Technology stunts a generation of attention spans

Sometimes I sit at the back of a lecture hall to look at what other students are doing on their computers as the professor explains the steps of cell respiration. Out of 200 screens, I’d estimate a breakdown of 20 percent each on Facebook, doing other homework, reading blogs and watching TV, another 10 percent shopping online, and the final 10 actually looking at the biology notes on Blackboard.

I’ve always prided myself on my attention span, but now that I have my own laptop, I find it harder and harder to focus on a lecture. After 30 minutes of taking biology notes, I usually decide I can be more productive if I check my email and start my philosophy essay while simultaneously absorbing the lecture.

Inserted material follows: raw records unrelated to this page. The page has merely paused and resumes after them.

use anyhow::Result;
use clap::{Parser, ValueEnum};
use std::path::PathBuf;
use std::process::ExitCode;
use std::time::Duration;
use tracing::{debug, error, info};

mod config;
mod logging;

use config::AppConfig;
use replica_sync::{ComparisonMode, MetadataPolicy, Reconciler, SyncScheduler};

#[derive(Parser, Debug)]
#[command(name = "replica-sync")]
#[command(about = "Keep a replica directory in one-way sync with a source directory")]
#[command(version)]
struct Cli {
    /// Source directory
    #[arg(short, long)]
    source: Option<PathBuf>,

    /// Replica directory
    #[arg(short, long)]
    replica: Option<PathBuf>,

    /// Log file, appended to (logs always go to stdout as well)
    #[arg(short, long)]
    logs: Option<PathBuf>,

    /// Seconds between the starts of consecutive passes [default: 3600]
    #[arg(short, long)]
    interval: Option<u64>,

    /// How replica files are compared with source files [default: content-hash]
    #[arg(short, long, value_enum)]
    mode: Option<Mode>,

    /// In metadata mode, require both mtime and size to match
    #[arg(long)]
    strict_metadata: bool,

    /// Leave entries whose name starts with '.' out of the sync
    #[arg(long)]
    skip_hidden: bool,

    /// Glob of relative paths to leave out of the sync (repeatable)
    #[arg(long, value_name = "GLOB")]
    exclude: Vec<String>,

    /// Report what would change without touching the replica
    #[arg(long)]
    dry_run: bool,

    /// Run a single pass and exit
    #[arg(long)]
    once: bool,

    /// With --once, print the pass report as JSON on stdout
    #[arg(long, requires = "once")]
    json_report: bool,

    /// Configuration file path
    #[arg(short, long)]
    config: Option<PathBuf>,

    /// Log level [default: info]
    #[arg(long)]
    log_level: Option<String>,

    /// Emit logs as JSON
    #[arg(long)]
    json_logs: bool,
}

#[derive(Debug, Clone, Copy, ValueEnum)]
enum Mode {
    ContentHash,
    Metadata,
}

impl From<Mode> for ComparisonMode {
    fn from(mode: Mode) -> Self {
        match mode {
            Mode::ContentHash => ComparisonMode::ContentHash,
            Mode::Metadata => ComparisonMode::Metadata,
        }
    }
}

#[tokio::main]
async fn main() -> Result<ExitCode> {
    let cli = Cli::parse();
    let config = resolve_config(&cli).await?;
    config.validate()?;

    let _guard = logging::init(&config.log_level, config.json_logs, config.log_file.as_deref())?;

    let (source, replica) = config.roots()?;
    let reconciler = Reconciler::new(config.sync_options())?;
    let mut scheduler = SyncScheduler::new(reconciler, source, replica, config.interval);

    if cli.once {
        let clean = run_once(&scheduler, cli.json_report).await?;
        Ok(if clean { ExitCode::SUCCESS } else { ExitCode::FAILURE })
    } else {
        run_scheduled(&mut scheduler).await?;
        Ok(ExitCode::SUCCESS)
    }
}

/// Config file values with command-line flags applied on top
async fn resolve_config(cli: &Cli) -> Result<AppConfig> {
    let mut config = match &cli.config {
        Some(path) => AppConfig::load(path).await?,
        None => AppConfig::default(),
    };

    if let Some(source) = &cli.source {
        config.source = Some(source.clone());
    }
    if let Some(replica) = &cli.replica {
        config.replica = Some(replica.clone());
    }
    if let Some(logs) = &cli.logs {
        config.log_file = Some(logs.clone());
    }
    if let Some(seconds) = cli.interval {
        config.interval = Duration::from_secs(seconds);
    }
    if let Some(mode) = cli.mode {
        config.mode = mode.into();
    }
    if cli.strict_metadata {
        config.metadata_policy = MetadataPolicy::Strict;
    }
    if cli.skip_hidden {
        config.filter.skip_hidden = true;
    }
    config.filter.exclude.extend(cli.exclude.iter().cloned());
    if cli.dry_run {
        config.dry_run = true;
    }
    if let Some(level) = &cli.log_level {
        config.log_level = level.clone();
    }
    if cli.json_logs {
        config.json_logs = true;
    }

    Ok(config)
}

/// Run one pass; false when some entries failed
async fn run_once(scheduler: &SyncScheduler, json_report: bool) -> Result<bool> {
    let report = scheduler.run_once().await?;

    if json_report {
        println!("{}", report.to_json()?);
    }

    if report.has_failures() {
        error!("{} entries could not be synced", report.failures().count());
        return Ok(false);
    }
    Ok(true)
}

async fn run_scheduled(scheduler: &mut SyncScheduler) -> Result<()> {
    let mut outcomes = scheduler.start()?;

    loop {
        tokio::select! {
            outcome = outcomes.recv() => match outcome {
                Some(outcome) => debug!(pass = outcome.pass, "Pass took {:?}", outcome.elapsed),
                None => break,
            },
            signal = tokio::signal::ctrl_c() => {
                signal?;
                info!("Interrupt received, stopping after the current pass");
                break;
            }
        }
    }

    scheduler.stop().await;
    Ok(())
}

My multitasking ambition is common among most students. College students overestimate their ability to multitask, which can lead to shallower and spottier learning, according to experts. A recent Carnegie Mellon study showed that people interrupted by technology scored 20 percent lower on a cognition test, and one from California State University-Dominguez Hills estimated that the average college student cannot concentrate for more than two minutes without breaking for technology and social media.

I may chuckle at the screens of my classmates every now and then, but our generation’s inability to focus is a serious problem. I can’t help but think that this inefficiency is fueled by new technology on the market, including, most recently, the Samsung Galaxy Gear SmartWatch. The Galaxy Gear is a simpler (and wearable) version of a touch screen smartphone. It can run a few apps, function as a camera, receive text messages, and, of course, tell time. I can only interpret its “Smart Freedom” slogan as another way of saying “freeing your hands from your smartphone so you can do five things at once instead of a mere three.”

With smartwatches strapped to our wrists, there would be no escaping the constant bombardment of notifications. What’s more, it seems like we as consumers have gotten so lazy that technology companies have decided to create a whole new market of wearable technology, just so we don’t have to take our phones out of our pockets or purses.

While a smartwatch is essentially a useless invention, there will nevertheless be tech-junkies, lazy-tech-users and ambitious multitaskers who will spend the $300 on the shiny wrist accessory anyway. While I don’t mean to put down anyone’s fashion choices, I certainly hope to warn them about the interference in studying, test taking, driving and any other concentrated activity.

Nayna Shah is a freshman majoring in music composition.